Un peu de com’ ne serait pas de trop
Pssshhh. Pour une impulsive prompte à la gâchette, une parole ou une attitude malheureuse peut faire avorter le duo. Sans compter que l’époque “kleenex” abonde aussi dans le sens du non-recyclage des disputes. Stop. Le décret “jeter le (grand) bébé avec l’eau du bain” ne doit pas être signé avant une confrontation à tête reposée. Pour Boutaina Raissi, les non-dits étouffent les relations en friche : “Une fois la parole libérée, on a l’occasion de vérifier si nos besoins ont été peu ou mal exprimés ou si nos attentes sont irréalistes ou non réciproques.” Passé, donc, les premiers instants irrationnels de vertige amoureux, les grincements de gonds sont inévitables et nécessitent de revoir la copie, au masculin comme au féminin. “La relation amoureuse gagnerait à se construire sur un rapport d’altérité, dans le respect des valeurs et de la différence de l’autre”, souligne la psy. En gros, il n’est sans doute pas à l’image de ce que vous attendiez, mais votre côté soupe au lait (et vas-y que je t’inonde de reproches pour incompétence) a encore accentué ses tares… Trop dure avec lui, vous ne lui avez peut être pas laissé le temps de prendre ses marques ou de rectifier le tir.
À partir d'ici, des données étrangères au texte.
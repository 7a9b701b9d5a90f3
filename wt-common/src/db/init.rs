//! Database initialization
//!
//! Opens (or creates) the SQLite file and makes sure the `bins` table
//! exists. Safe to call on every startup.

use crate::Result;
use sqlx::sqlite::{SqliteConnectOptions, SqliteJournalMode, SqlitePoolOptions};
use sqlx::SqlitePool;
use std::path::Path;
use std::time::Duration;
use tracing::info;

/// How long a writer waits on a locked database before failing
const BUSY_TIMEOUT: Duration = Duration::from_secs(5);

/// Initialize database connection and create tables if needed
pub async fn init_database(db_path: &Path) -> Result<SqlitePool> {
    let newly_created = !db_path.exists();

    // Create parent directory if it doesn't exist
    if let Some(parent) = db_path.parent() {
        if !parent.as_os_str().is_empty() {
            std::fs::create_dir_all(parent)?;
        }
    }

    // WAL lets readers of GET /bins proceed while an upsert is in flight.
    // Busy timeout is per connection, so it is set on the connect options.
    let options = SqliteConnectOptions::new()
        .filename(db_path)
        .create_if_missing(true)
        .journal_mode(SqliteJournalMode::Wal)
        .busy_timeout(BUSY_TIMEOUT);

    let pool = SqlitePoolOptions::new()
        .max_connections(10)
        .connect_with(options)
        .await?;

    if newly_created {
        info!("Initialized new database: {}", db_path.display());
    } else {
        info!("Opened existing database: {}", db_path.display());
    }

    create_bins_table(&pool).await?;

    Ok(pool)
}

/// One row per physical bin, keyed by `bin_id`
async fn create_bins_table(pool: &SqlitePool) -> Result<()> {
    sqlx::query(
        r#"
        CREATE TABLE IF NOT EXISTS bins (
            id INTEGER PRIMARY KEY AUTOINCREMENT,
            bin_id TEXT NOT NULL UNIQUE,
            lat REAL NOT NULL,
            lon REAL NOT NULL,
            type TEXT NOT NULL,
            status TEXT NOT NULL,
            last_update TEXT NOT NULL
        )
        "#,
    )
    .execute(pool)
    .await?;

    Ok(())
}
//! Runtime settings, persisted as RON, with command-line overrides.

use std::path::{Path, PathBuf};

use nalgebra::{Point3, Vector3};
use serde::{Deserialize, Serialize};

use crate::error::{ensure, ConfigError, SceneError};
use crate::model::camera_rig::{RigSettings, DEFAULT_SNAP_EPSILON, DEFAULT_TRANSITION_RATE};
use crate::model::sampler::SwarmRanges;
use crate::model::scene::FocusOffsets;
use crate::model::ScenePreset;

mod cli;

pub use cli::CliArgs;

#[derive(Debug, Clone, Default, Serialize, Deserialize, PartialEq)]
#[serde(default)]
pub struct Config {
    pub window: WindowConfig,
    pub scene: SceneConfig,
    pub swarm: SwarmConfig,
    pub camera: CameraConfig,
    pub debug: DebugConfig,
}

#[derive(Debug, Clone, Serialize, Deserialize, PartialEq)]
#[serde(default)]
pub struct WindowConfig {
    pub width: u32,
    pub height: u32,
    pub title: String,
    /// Frames per second cap; `None` leaves it to the driver.
    pub framerate_limit: Option<u64>,
}

/// How a frame's length is decided.
#[derive(Debug, Clone, Copy, Serialize, Deserialize, PartialEq, Eq)]
pub enum FrameClock {
    /// Every frame is one nominal tick, whatever the display rate.
    Fixed,
    /// Frames last as long as they actually took.
    Measured,
}

#[derive(Debug, Clone, Serialize, Deserialize, PartialEq)]
#[serde(default)]
pub struct SceneConfig {
    pub preset: ScenePreset,
    /// Texture paths are resolved against this directory.
    pub asset_root: PathBuf,
    pub clock: FrameClock,
}

#[derive(Debug, Clone, Serialize, Deserialize, PartialEq)]
#[serde(default)]
pub struct SwarmConfig {
    /// Number of randomized satellites (ringed preset only).
    pub count: usize,
    pub seed: u64,
    pub ranges: SwarmRanges,
}

#[derive(Debug, Clone, Serialize, Deserialize, PartialEq)]
#[serde(default)]
pub struct CameraConfig {
    pub home_position: [f64; 3],
    pub home_look_at: [f64; 3],
    /// Camera offset from the primary when focused on it.
    pub primary_offset: [f64; 3],
    /// Camera offset from a satellite when following it.
    pub satellite_offset: [f64; 3],
    pub transition_rate: f64,
    pub snap_epsilon: f64,
    pub fovy_deg: f64,
    pub znear: f64,
    pub zfar: f64,
}

#[derive(Debug, Clone, Serialize, Deserialize, PartialEq)]
#[serde(default)]
pub struct DebugConfig {
    /// Log filter, e.g. "debug" or "info,rust_planetarium=trace". `RUST_LOG`
    /// wins over this.
    pub log_level: String,
    pub show_hud: bool,
    /// Draw the path of the satellite being followed.
    pub show_orbit: bool,
}

// --- Default implementations ---

impl Default for WindowConfig {
    fn default() -> Self {
        Self {
            width: 1280,
            height: 720,
            title: "Planetarium".to_string(),
            framerate_limit: Some(60),
        }
    }
}

impl Default for SceneConfig {
    fn default() -> Self {
        Self {
            preset: ScenePreset::Saturn,
            asset_root: PathBuf::from("assets"),
            clock: FrameClock::Fixed,
        }
    }
}

impl Default for SwarmConfig {
    fn default() -> Self {
        Self {
            count: 145,
            seed: 2024,
            ranges: SwarmRanges::default(),
        }
    }
}

impl Default for CameraConfig {
    fn default() -> Self {
        Self {
            home_position: [0.0, 0.0, 5.0],
            home_look_at: [0.0, 0.0, 0.0],
            primary_offset: [0.0, 0.0, 3.0],
            satellite_offset: [0.0, 0.15, 0.6],
            transition_rate: DEFAULT_TRANSITION_RATE,
            snap_epsilon: DEFAULT_SNAP_EPSILON,
            fovy_deg: 75.0,
            znear: 0.01,
            zfar: 1000.0,
        }
    }
}

impl Default for DebugConfig {
    fn default() -> Self {
        Self {
            log_level: "info".to_string(),
            show_hud: true,
            show_orbit: true,
        }
    }
}

impl CameraConfig {
    pub fn rig_settings(&self) -> RigSettings {
        RigSettings {
            transition_rate: self.transition_rate,
            snap_epsilon: self.snap_epsilon,
            home_position: Point3::from(self.home_position),
            home_look_at: Point3::from(self.home_look_at),
            fovy: self.fovy_deg.to_radians(),
            znear: self.znear,
            zfar: self.zfar,
        }
    }

    pub fn offsets(&self) -> FocusOffsets {
        FocusOffsets {
            primary: Vector3::from(self.primary_offset),
            satellite: Vector3::from(self.satellite_offset),
        }
    }
}

impl WindowConfig {
    pub fn aspect(&self) -> f64 {
        self.width as f64 / self.height as f64
    }
}

// --- Load / Save / Validate ---

#[derive(Debug, Clone, PartialEq, Eq)]
pub enum ConfigSource {
    File(PathBuf),
    /// No file at the requested path.
    Defaults,
}

impl Config {
    /// Loads the config at `path`, falling back to defaults if there's no
    /// file there. Either way the result is validated.
    pub fn load_or_default(path: &Path) -> Result<Self, ConfigError> {
        Self::load_with_source(path).map(|(config, _)| config)
    }

    /// Like [`Config::load_or_default`], but also says where the settings
    /// came from. Nothing is logged here, since this usually runs before
    /// logging is set up; callers report the source once it is.
    pub fn load_with_source(path: &Path) -> Result<(Self, ConfigSource), ConfigError> {
        let (config, source) = if path.exists() {
            let contents = std::fs::read_to_string(path).map_err(ConfigError::ReadError)?;
            let config: Config = ron::from_str(&contents).map_err(ConfigError::ParseError)?;
            (config, ConfigSource::File(path.to_owned()))
        } else {
            (Config::default(), ConfigSource::Defaults)
        };
        config.validate()?;
        Ok((config, source))
    }

    pub fn save(&self, path: &Path) -> Result<(), ConfigError> {
        if let Some(dir) = path.parent() {
            std::fs::create_dir_all(dir).map_err(ConfigError::WriteError)?;
        }

        let pretty = ron::ser::PrettyConfig::new()
            .depth_limit(3)
            .separate_tuple_members(true)
            .enumerate_arrays(false);
        let serialized =
            ron::ser::to_string_pretty(self, pretty).map_err(ConfigError::SerializeError)?;

        std::fs::write(path, serialized).map_err(ConfigError::WriteError)?;
        Ok(())
    }

    /// Catches everything that would otherwise fail during scene setup.
    pub fn validate(&self) -> Result<(), SceneError> {
        ensure(self.window.width > 0 && self.window.height > 0, || {
            format!(
                "window must have a size, got {}x{}",
                self.window.width, self.window.height
            )
        })?;
        self.swarm.ranges.validate()?;
        self.camera.rig_settings().validate()?;
        let finite = |v: &[f64; 3]| v.iter().all(|x| x.is_finite());
        ensure(
            finite(&self.camera.home_position)
                && finite(&self.camera.home_look_at)
                && finite(&self.camera.primary_offset)
                && finite(&self.camera.satellite_offset),
            || "camera positions and offsets must be finite".to_string(),
        )
    }
}

#[cfg(test)]
mod tests {
    use super::*;

    #[test]
    fn test_default_config_serializes() {
        let config = Config::default();
        let ron_str =
            ron::ser::to_string_pretty(&config, ron::ser::PrettyConfig::new().depth_limit(3))
                .unwrap();
        assert!(ron_str.contains("count: 145"));
        assert!(ron_str.contains("preset: Saturn"));
    }

    #[test]
    fn test_missing_sections_use_defaults() {
        let config: Config = ron::from_str("(swarm: (count: 12))").unwrap();
        assert_eq!(config.swarm.count, 12);
        assert_eq!(config.swarm.seed, SwarmConfig::default().seed);
        assert_eq!(config.camera, CameraConfig::default());
    }

    #[test]
    fn test_preset_and_clock_parse() {
        let config: Config =
            ron::from_str("(scene: (preset: Earth, clock: Measured))").unwrap();
        assert_eq!(config.scene.preset, ScenePreset::Earth);
        assert_eq!(config.scene.clock, FrameClock::Measured);
    }

    #[test]
    fn test_save_and_load() {
        let dir = tempfile::tempdir().unwrap();
        let path = dir.path().join("nested").join("planetarium.ron");

        let mut config = Config::default();
        config.swarm.seed = 77;
        config.camera.transition_rate = 0.2;
        config.save(&path).unwrap();

        let loaded = Config::load_or_default(&path).unwrap();
        assert_eq!(config, loaded);
    }

    #[test]
    fn test_missing_file_gives_defaults() {
        let dir = tempfile::tempdir().unwrap();
        let loaded = Config::load_or_default(&dir.path().join("nope.ron")).unwrap();
        assert_eq!(loaded, Config::default());
    }

    #[test]
    fn test_load_reports_source() {
        let dir = tempfile::tempdir().unwrap();

        let missing = dir.path().join("nope.ron");
        let (config, source) = Config::load_with_source(&missing).unwrap();
        assert_eq!(config, Config::default());
        assert_eq!(source, ConfigSource::Defaults);

        let present = dir.path().join("planetarium.ron");
        std::fs::write(&present, "(swarm: (count: 3))").unwrap();
        let (config, source) = Config::load_with_source(&present).unwrap();
        assert_eq!(config.swarm.count, 3);
        assert_eq!(source, ConfigSource::File(present));
    }

    #[test]
    fn test_invalid_files_rejected() {
        let dir = tempfile::tempdir().unwrap();

        let garbage = dir.path().join("garbage.ron");
        std::fs::write(&garbage, "{{not valid}}").unwrap();
        assert!(matches!(
            Config::load_or_default(&garbage),
            Err(ConfigError::ParseError(_))
        ));

        let bad_rate = dir.path().join("bad_rate.ron");
        std::fs::write(&bad_rate, "(camera: (transition_rate: 0.0))").unwrap();
        assert!(matches!(
            Config::load_or_default(&bad_rate),
            Err(ConfigError::Invalid(SceneError::Configuration(_)))
        ));
    }

    #[test]
    fn test_validate_window() {
        let mut config = Config::default();
        config.window.height = 0;
        assert!(config.validate().is_err());
    }
}
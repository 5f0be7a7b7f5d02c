//! Structured logging via `tracing`.

use tracing_subscriber::{fmt, layer::SubscriberExt, util::SubscriberInitExt, EnvFilter};

pub const DEFAULT_FILTER: &str = "info";

/// Installs the global subscriber: human-readable console output with
/// uptime timestamps and module paths.
///
/// `RUST_LOG` takes precedence over `level`; an empty `level` means
/// [`DEFAULT_FILTER`]. Calling this twice is harmless, the second call is
/// ignored.
pub fn init_logging(level: &str) {
    let env_filter = EnvFilter::try_from_default_env().unwrap_or_else(|_| filter_for(level));

    let console_layer = fmt::layer()
        .with_target(true)
        .with_level(true)
        .with_timer(fmt::time::uptime());

    // Fails only if a subscriber is already installed
    let _ = tracing_subscriber::registry()
        .with(env_filter)
        .with(console_layer)
        .try_init();
}

fn filter_for(level: &str) -> EnvFilter {
    if level.trim().is_empty() {
        EnvFilter::new(DEFAULT_FILTER)
    } else {
        EnvFilter::new(level)
    }
}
Ça, c’est pour la partie défense d’un accusé, pressenti pour une deuxième session de repêchage. Pour ce qui est du zigoto flanqué de défauts irrécupérables, il se démasque très vite, tout seul, en répétant les comportements qui fâchent. Sur cette mauvaise graine d’amant, le couperet peut s’abattre sans états d’âme : retrait définitif du permis d’aimer.